One month to prepare the CIM. There will be multiple drafts, and you will get ample opportunity to give feedback during the process. The most compelling CIM’s are the ones that have the ability to communicate your company’s personality into the document. While the CIM is being built, your Ibanker is also in the process of putting together the buyer’s list – over which you will have final approval.

Two months to contact buyers execute NDA’s, send out the CIM’s and host conversations. At the end of these two months, you will hopefully have several non-binding offers (often referred to as Indications of Interest). Usually the seller and Ibanker host a chosen number of potential buyers – the ones with the most compelling IOI’s, to meet in person. These Management Presentations give buyers and sellers face-to-face time to assess cultural fit, relay key information about your company, and answer additional questions from the buyer

Two months to choose a suitor from the group who came to the management presentations and get a deal closed. After the management presentations, buyers who are still interested will put together a more formal offer (Letter of Intent) which will outline the terms of the deal and the timeline to get it closed. During these two months the buyer will conduct thorough due diligence to verify the information presented in the CIM and other documents. Depending on the type of buyer and the size of the deal, this process can result in very large accounting and legal bills. Buyers will spend a great deal of money during this process as well. The buyer of the deal I just worked on spent hundreds of thousands of dollars on accounting, due diligence, and legal fees.

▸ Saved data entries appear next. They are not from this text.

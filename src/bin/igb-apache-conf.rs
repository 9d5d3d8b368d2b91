//! Prints the Apache 2.4 directives that forward IGB headers.
//!
//! Requires `mod_setenvif` and `mod_headers`.

use std::io::{self, Write};

fn main() -> io::Result<()> {
    let mut stdout = io::stdout().lock();
    stdout.write_all(igb_headers::apache::render().as_bytes())?;
    stdout.flush()
}
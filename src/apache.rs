//! Apache 2.4 configuration for forwarding IGB headers.
//!
//! Apache 2.4 does not pass request headers whose names contain underscores
//! on to the application, so an `EVE_CHARID` header never arrives as
//! `EVE-CHARID`. The directives generated here copy each underscore
//! variant into an environment variable with `mod_setenvif`, then set the
//! hyphenated header from it with `mod_headers`, so the application always
//! sees `EVE-*` names.

use crate::headers;

/// Returns the two directives that re-expose `EVE_<word>` as `EVE-<word>`.
///
/// ```
/// let lines = igb_headers::apache::directives("CHARID");
/// assert_eq!(
///     lines,
///     "SetEnvIfNoCase ^EVE_CHARID$ ^(.*)$ fix_eve_charid=$1\n\
///      RequestHeader set EVE-CHARID %{fix_eve_charid}e env=fix_eve_charid\n\n"
/// );
/// ```
pub fn directives(word: &str) -> String {
    let mut out = String::new();
    write_directives(&mut out, word);
    out
}

/// Returns the directives for every IGB header, in header order.
pub fn render() -> String {
    render_words(headers::ALL.into_iter().filter_map(headers::word))
}

/// Returns the directives for `words`, in the order given.
pub fn render_words<'a>(words: impl IntoIterator<Item = &'a str>) -> String {
    let mut out = String::new();
    for word in words {
        write_directives(&mut out, word);
    }
    out
}

fn write_directives(out: &mut String, word: &str) {
    let var = format!("fix_eve_{}", word.to_ascii_lowercase());
    out.push_str(&format!(
        "SetEnvIfNoCase ^EVE_{word}$ ^(.*)$ {var}=$1\n\
         RequestHeader set EVE-{word} %{{{var}}}e env={var}\n\n",
    ));
}
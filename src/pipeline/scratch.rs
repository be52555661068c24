//! Per-video scratch directories.
//!
//! Each video gets its own directory named after the video's stem plus a
//! random suffix, so concurrent pipelines never share a temp path even for
//! videos with the same name. The directory and everything in it is removed
//! when the [`ScratchDir`] is dropped, on success and failure alike.

use std::path::Path;

use tempfile::TempDir;

pub struct ScratchDir {
    dir: TempDir,
}

impl ScratchDir {
    /// Create a scratch directory for `video` under `root` (OS temp dir if `None`).
    pub fn create(root: Option<&Path>, video: &Path) -> std::io::Result<Self> {
        let stem: String = video
            .file_stem()
            .map(|s| s.to_string_lossy())
            .unwrap_or_default()
            .chars()
            .map(|c| if c.is_alphanumeric() || c == '-' || c == '_' { c } else { '_' })
            .take(48)
            .collect();
        let prefix = format!("setlist-{}-", stem);

        let mut builder = tempfile::Builder::new();
        builder.prefix(&prefix);
        let dir = match root {
            Some(root) => {
                std::fs::create_dir_all(root)?;
                builder.tempdir_in(root)?
            }
            None => builder.tempdir()?,
        };
        Ok(Self { dir })
    }

    pub fn path(&self) -> &Path {
        self.dir.path()
    }

    /// Remove the directory now, logging rather than failing on error.
    pub fn close(self) {
        let path = self.dir.path().to_path_buf();
        if let Err(e) = self.dir.close() {
            tracing::warn!(target: "pipeline::video", path = %path.display(), error = %e, "Failed to remove scratch directory");
        }
    }
}
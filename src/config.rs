//! Configuration system using TOML files.
//!
//! The config file is looked up in order:
//! 1. the path given with `--config`
//! 2. `./config.toml`
//! 3. the OS-standard config directory:
//!    - Windows: %APPDATA%\setlist-minder\config.toml
//!    - macOS: ~/Library/Application Support/setlist-minder/config.toml
//!    - Linux: ~/.config/setlist-minder/config.toml
//!
//! Every section is optional and falls back to defaults. Command-line flags
//! are applied on top by the CLI, then [`Config::validate`] runs once before
//! any video is touched.

use serde::{Deserialize, Serialize};
use std::path::{Path, PathBuf};
use std::time::Duration;

use crate::audio::{PartialSegmentPolicy, Segmenter};
use crate::recognition::AcrCloudConfig;

/// Application configuration
#[derive(Debug, Clone, Default, Serialize, Deserialize)]
#[serde(default)]
pub struct Config {
    /// Recognition service credentials
    pub credentials: Credentials,

    /// Recognition service endpoint and request settings
    pub recognition: RecognitionConfig,

    /// Segmentation settings
    pub segments: SegmentsConfig,

    /// Batch discovery and worker settings
    pub batch: BatchConfig,

    /// Audio extraction settings
    pub decoder: DecoderConfig,

    /// Playlist output settings
    pub output: OutputConfig,
}

/// Recognition service credentials
#[derive(Debug, Clone, Default, Serialize, Deserialize)]
#[serde(default)]
pub struct Credentials {
    pub access_key: String,
    pub access_secret: String,
}

#[derive(Debug, Clone, Serialize, Deserialize)]
#[serde(default)]
pub struct RecognitionConfig {
    /// Regional identify host
    pub host: String,

    /// Per-request timeout
    pub timeout_secs: u64,

    /// Send at most this much of each segment
    pub max_sample_ms: Option<u64>,
}

impl Default for RecognitionConfig {
    fn default() -> Self {
        Self {
            host: "identify-eu-west-1.acrcloud.com".to_string(),
            timeout_secs: 10,
            max_sample_ms: None,
        }
    }
}

#[derive(Debug, Clone, Serialize, Deserialize)]
#[serde(default)]
pub struct SegmentsConfig {
    /// Window length in milliseconds
    pub duration_ms: u64,

    /// Trailing remainder handling: "drop" or "include"
    pub partial: PartialSegmentPolicy,

    /// Recognition requests in flight per video
    pub concurrency: usize,
}

impl Default for SegmentsConfig {
    fn default() -> Self {
        Self {
            duration_ms: 20_000,
            partial: PartialSegmentPolicy::Drop,
            concurrency: 1,
        }
    }
}

#[derive(Debug, Clone, Serialize, Deserialize)]
#[serde(default)]
pub struct BatchConfig {
    /// Folder scanned for videos
    pub input_dir: PathBuf,

    /// Video file extensions (case-insensitive, without the dot)
    pub extensions: Vec<String>,

    /// Descend into subfolders
    pub recursive: bool,

    /// Videos processed at once (0 = number of CPUs)
    pub workers: usize,

    /// Cancel the batch after this many seconds
    pub timeout_secs: Option<u64>,

    /// Root for per-video scratch directories (default: OS temp dir)
    pub scratch_dir: Option<PathBuf>,
}

impl Default for BatchConfig {
    fn default() -> Self {
        Self {
            input_dir: PathBuf::from("videos"),
            extensions: ["mp4", "mkv", "mov", "avi", "webm", "m4v"]
                .into_iter()
                .map(String::from)
                .collect(),
            recursive: false,
            workers: 0,
            timeout_secs: None,
            scratch_dir: None,
        }
    }
}

/// Audio extraction backend
#[derive(Debug, Clone, Copy, PartialEq, Eq, Default, Serialize, Deserialize, clap::ValueEnum)]
#[serde(rename_all = "lowercase")]
pub enum DecoderBackend {
    #[default]
    Ffmpeg,
    Native,
}

#[derive(Debug, Clone, Serialize, Deserialize)]
#[serde(default)]
pub struct DecoderConfig {
    pub backend: DecoderBackend,

    /// ffmpeg executable (looked up on PATH when not absolute)
    pub ffmpeg_path: PathBuf,

    /// Resample target for the ffmpeg backend
    pub sample_rate: u32,

    /// Downmix to one channel (ffmpeg backend)
    pub mono: bool,
}

impl Default for DecoderConfig {
    fn default() -> Self {
        Self {
            backend: DecoderBackend::Ffmpeg,
            ffmpeg_path: PathBuf::from("ffmpeg"),
            sample_rate: 16_000,
            mono: true,
        }
    }
}

#[derive(Debug, Clone, Serialize, Deserialize)]
#[serde(default)]
pub struct OutputConfig {
    /// Playlist folder (default: next to each video)
    pub dir: Option<PathBuf>,

    /// Playlist file extension
    pub extension: String,

    /// Write a header-only playlist when nothing was recognized
    pub write_empty: bool,
}

impl Default for OutputConfig {
    fn default() -> Self {
        Self {
            dir: None,
            extension: "csv".to_string(),
            write_empty: false,
        }
    }
}

impl Config {
    /// Check credentials and numeric ranges.
    pub fn validate(&self) -> Result<(), ConfigError> {
        if self.credentials.access_key.trim().is_empty() {
            return Err(ConfigError::MissingCredential("access_key"));
        }
        if self.credentials.access_secret.trim().is_empty() {
            return Err(ConfigError::MissingCredential("access_secret"));
        }
        if self.recognition.host.trim().is_empty() {
            return Err(ConfigError::invalid("recognition.host", "must not be empty"));
        }
        if self.recognition.timeout_secs == 0 {
            return Err(ConfigError::invalid("recognition.timeout_secs", "must be greater than 0"));
        }
        if self.recognition.max_sample_ms == Some(0) {
            return Err(ConfigError::invalid("recognition.max_sample_ms", "must be greater than 0"));
        }
        if self.segments.duration_ms == 0 {
            return Err(ConfigError::invalid("segments.duration_ms", "must be greater than 0"));
        }
        if self.segments.concurrency == 0 {
            return Err(ConfigError::invalid("segments.concurrency", "must be greater than 0"));
        }
        if self.batch.extensions.iter().all(|e| e.trim().is_empty()) {
            return Err(ConfigError::invalid("batch.extensions", "must list at least one extension"));
        }
        if self.batch.timeout_secs == Some(0) {
            return Err(ConfigError::invalid("batch.timeout_secs", "must be greater than 0"));
        }
        if self.decoder.sample_rate == 0 {
            return Err(ConfigError::invalid("decoder.sample_rate", "must be greater than 0"));
        }
        if self.output.extension.trim().is_empty() || self.output.extension.contains(['/', '\\']) {
            return Err(ConfigError::invalid("output.extension", "must be a plain file extension"));
        }
        Ok(())
    }

    /// Recognition client settings.
    pub fn acrcloud(&self) -> AcrCloudConfig {
        AcrCloudConfig {
            host: self.recognition.host.clone(),
            access_key: self.credentials.access_key.clone(),
            access_secret: self.credentials.access_secret.clone(),
            timeout: Duration::from_secs(self.recognition.timeout_secs),
            max_sample_ms: self.recognition.max_sample_ms,
        }
    }

    pub fn segmenter(&self) -> Result<Segmenter, ConfigError> {
        Segmenter::new(self.segments.duration_ms, self.segments.partial)
            .ok_or_else(|| ConfigError::invalid("segments.duration_ms", "must be greater than 0"))
    }

    /// Worker count with 0 resolved to the available parallelism.
    pub fn workers(&self) -> usize {
        match self.batch.workers {
            0 => std::thread::available_parallelism()
                .map(|n| n.get())
                .unwrap_or(1),
            n => n,
        }
    }

    pub fn batch_timeout(&self) -> Option<Duration> {
        self.batch.timeout_secs.map(Duration::from_secs)
    }
}

// ============================================================================
// Config File Operations
// ============================================================================

/// Get the config directory path
pub fn config_dir() -> Option<PathBuf> {
    dirs::config_dir().map(|d| d.join("setlist-minder"))
}

/// Get the full path to the config file
pub fn config_path() -> Option<PathBuf> {
    config_dir().map(|d| d.join("config.toml"))
}

/// Resolve which config file to read.
///
/// An explicit path is returned as-is (even if missing, so loading reports
/// it); otherwise the first existing default location wins.
pub fn locate(explicit: Option<&Path>) -> Option<PathBuf> {
    if let Some(path) = explicit {
        return Some(path.to_path_buf());
    }
    let local = PathBuf::from("config.toml");
    if local.is_file() {
        return Some(local);
    }
    config_path().filter(|p| p.is_file())
}

/// Read and parse one config file.
pub fn load_from(path: &Path) -> Result<Config, ConfigError> {
    if !path.exists() {
        return Err(ConfigError::NotFound(path.to_path_buf()));
    }
    let contents =
        std::fs::read_to_string(path).map_err(|e| ConfigError::Read(path.to_path_buf(), e))?;
    let config =
        toml::from_str(&contents).map_err(|e| ConfigError::Parse(path.to_path_buf(), e))?;
    tracing::info!(target: "config", path = %path.display(), "Loaded config");
    Ok(config)
}

/// Load configuration from the first location found.
///
/// No file at all yields defaults; credentials may still arrive from flags
/// or the environment, and [`Config::validate`] catches them if not.
pub fn load(explicit: Option<&Path>) -> Result<Config, ConfigError> {
    match locate(explicit) {
        Some(path) => load_from(&path),
        None => {
            tracing::info!(target: "config", "No config file found, using defaults");
            Ok(Config::default())
        }
    }
}

// ============================================================================
// Error Types
// ============================================================================

/// Configuration errors
#[derive(Debug, thiserror::Error)]
pub enum ConfigError {
    #[error("Config file not found: {0}")]
    NotFound(PathBuf),

    #[error("Failed to read config file {0}: {1}")]
    Read(PathBuf, std::io::Error),

    #[error("Failed to parse config file {0}: {1}")]
    Parse(PathBuf, toml::de::Error),

    #[error("Missing credential `{0}` (set it in [credentials] or via the command line/environment)")]
    MissingCredential(&'static str),

    #[error("Invalid value for `{field}`: {message}")]
    Invalid { field: &'static str, message: String },
}

impl ConfigError {
    fn invalid(field: &'static str, message: impl Into<String>) -> Self {
        Self::Invalid {
            field,
            message: message.into(),
        }
    }
}

// ============================================================================
// Tests
// ============================================================================

#[cfg(test)]
mod tests {
    use super::*;

    fn valid_config() -> Config {
        let mut config = Config::default();
        config.credentials.access_key = "key".to_string();
        config.credentials.access_secret = "secret".to_string();
        config
    }

    #[test]
    fn test_default_config_serializes() {
        let config = Config::default();
        let toml = toml::to_string_pretty(&config).unwrap();
        assert!(toml.contains("[credentials]"));
        assert!(toml.contains("[recognition]"));
        assert!(toml.contains("[segments]"));
        assert!(toml.contains("[batch]"));
        assert!(toml.contains("[decoder]"));
        assert!(toml.contains("[output]"));
    }

    #[test]
    fn test_partial_config_uses_defaults() {
        let toml = r#"
[credentials]
access_key = "my-key"
access_secret = "my-secret"

[segments]
partial = "include"
"#;
        let config: Config = toml::from_str(toml).unwrap();

        assert_eq!(config.credentials.access_key, "my-key");
        assert_eq!(config.segments.partial, PartialSegmentPolicy::Include);

        // Other fields use defaults
        assert_eq!(config.segments.duration_ms, 20_000);
        assert_eq!(config.segments.concurrency, 1);
        assert_eq!(config.recognition.host, "identify-eu-west-1.acrcloud.com");
        assert_eq!(config.batch.input_dir, PathBuf::from("videos"));
        assert_eq!(config.decoder.backend, DecoderBackend::Ffmpeg);
        assert_eq!(config.output.extension, "csv");
        assert!(!config.output.write_empty);
        assert!(config.validate().is_ok());
    }

    #[test]
    fn test_unknown_partial_policy_is_rejected() {
        let toml = r#"
[segments]
partial = "pad"
"#;
        assert!(toml::from_str::<Config>(toml).is_err());
    }

    #[test]
    fn test_missing_credentials_fail_validation() {
        let config = Config::default();
        assert!(matches!(
            config.validate(),
            Err(ConfigError::MissingCredential("access_key"))
        ));

        let mut config = valid_config();
        config.credentials.access_secret = "  ".to_string();
        assert!(matches!(
            config.validate(),
            Err(ConfigError::MissingCredential("access_secret"))
        ));
    }

    #[test]
    fn test_zero_values_fail_validation() {
        let mut config = valid_config();
        config.segments.duration_ms = 0;
        assert!(matches!(
            config.validate(),
            Err(ConfigError::Invalid { field: "segments.duration_ms", .. })
        ));
        assert!(config.segmenter().is_err());

        let mut config = valid_config();
        config.segments.concurrency = 0;
        assert!(matches!(
            config.validate(),
            Err(ConfigError::Invalid { field: "segments.concurrency", .. })
        ));

        let mut config = valid_config();
        config.recognition.timeout_secs = 0;
        assert!(config.validate().is_err());
    }

    #[test]
    fn test_workers_zero_uses_available_parallelism() {
        let mut config = valid_config();
        assert!(config.workers() >= 1);
        config.batch.workers = 3;
        assert_eq!(config.workers(), 3);
    }

    #[test]
    fn test_acrcloud_settings() {
        let mut config = valid_config();
        config.recognition.timeout_secs = 7;
        config.recognition.max_sample_ms = Some(10_000);

        let acr = config.acrcloud();
        assert_eq!(acr.access_key, "key");
        assert_eq!(acr.timeout, Duration::from_secs(7));
        assert_eq!(acr.max_sample_ms, Some(10_000));
    }

    #[test]
    fn test_load_from_file() {
        let dir = tempfile::tempdir().unwrap();
        let path = dir.path().join("config.toml");
        std::fs::write(
            &path,
            "[batch]\nworkers = 2\nrecursive = true\n\n[output]\nwrite_empty = true\n",
        )
        .unwrap();

        let config = load(Some(&path)).unwrap();
        assert_eq!(config.batch.workers, 2);
        assert!(config.batch.recursive);
        assert!(config.output.write_empty);
    }

    #[test]
    fn test_explicit_missing_file_is_an_error() {
        let dir = tempfile::tempdir().unwrap();
        let path = dir.path().join("absent.toml");
        assert!(matches!(load(Some(&path)), Err(ConfigError::NotFound(_))));
    }

    #[test]
    fn test_malformed_file_is_an_error() {
        let dir = tempfile::tempdir().unwrap();
        let path = dir.path().join("config.toml");
        std::fs::write(&path, "[segments\nduration_ms = ").unwrap();
        assert!(matches!(load_from(&path), Err(ConfigError::Parse(..))));
    }
}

Be prepared for deal terms to possibly change as you march towards the finish line. For example, what if you have a product recall or get dropped by a large customer? Or on the positive side, you just landed a new SKU in PetsMart? These material changes can positively or negatively affect the deal between the time the LOI is signed and the deal is closed. That’s why it’s important to have a talented and knowledgeable group of advisors on your team – attorney, accountant, and investment banker. They quite possibly will make or break your deal in the event it takes a last minute left hand turn.

Significant accounting assistance will be needed to successfully complete a deal. I’ve seen financial document requests numbering 100+, and as the CEO, you don’t have the time (or perhaps the expertise) to gather this information yourself. If you don’t want this person to know you are selling the company, you can always tell him or her that you need this information to raise investment capital.

I recently worked on a deal where we literally didn’t know if it was for sure going to close until the week before it actually did close. Lots of late night and weekend phone calls and emails! As I mentioned above, things can change at the drop of a hat and deals can disintegrate into thin air overnight. Short of making a major equipment purchase or a new C-level hire, keep on trucking along as if the deal isn’t going to close. That way, in the unfortunate event it does fall apart, you won’t have experienced erosion of revenue or loss of momentum.

Let’s face it, people love to gossip in the pet industry! Most companies do not want their employees, vendors, or customers to know they are for sale in the event it spooks them into an undesirable reaction. While I do not advocate out-and-out lying, I do recommend you have an answer prepared that skirts the question when you are asked if you are for sale. Something along the lines of “gosh, I’ve been hearing for years that we are for sale. Isn’t it crazy how rumors get started in this industry? I guess at the right price, anyone is for sale!”

This summary skims the surface of the ins and out of an M&A transaction. Truth be told, the process can range from fairly simple to highly complicated depending on the size and complexity of your business. Regardless, in the current “frothy” pet industry M&A environment, you have every right to expect a professional class of service, a competitive multiple, and a timely transaction.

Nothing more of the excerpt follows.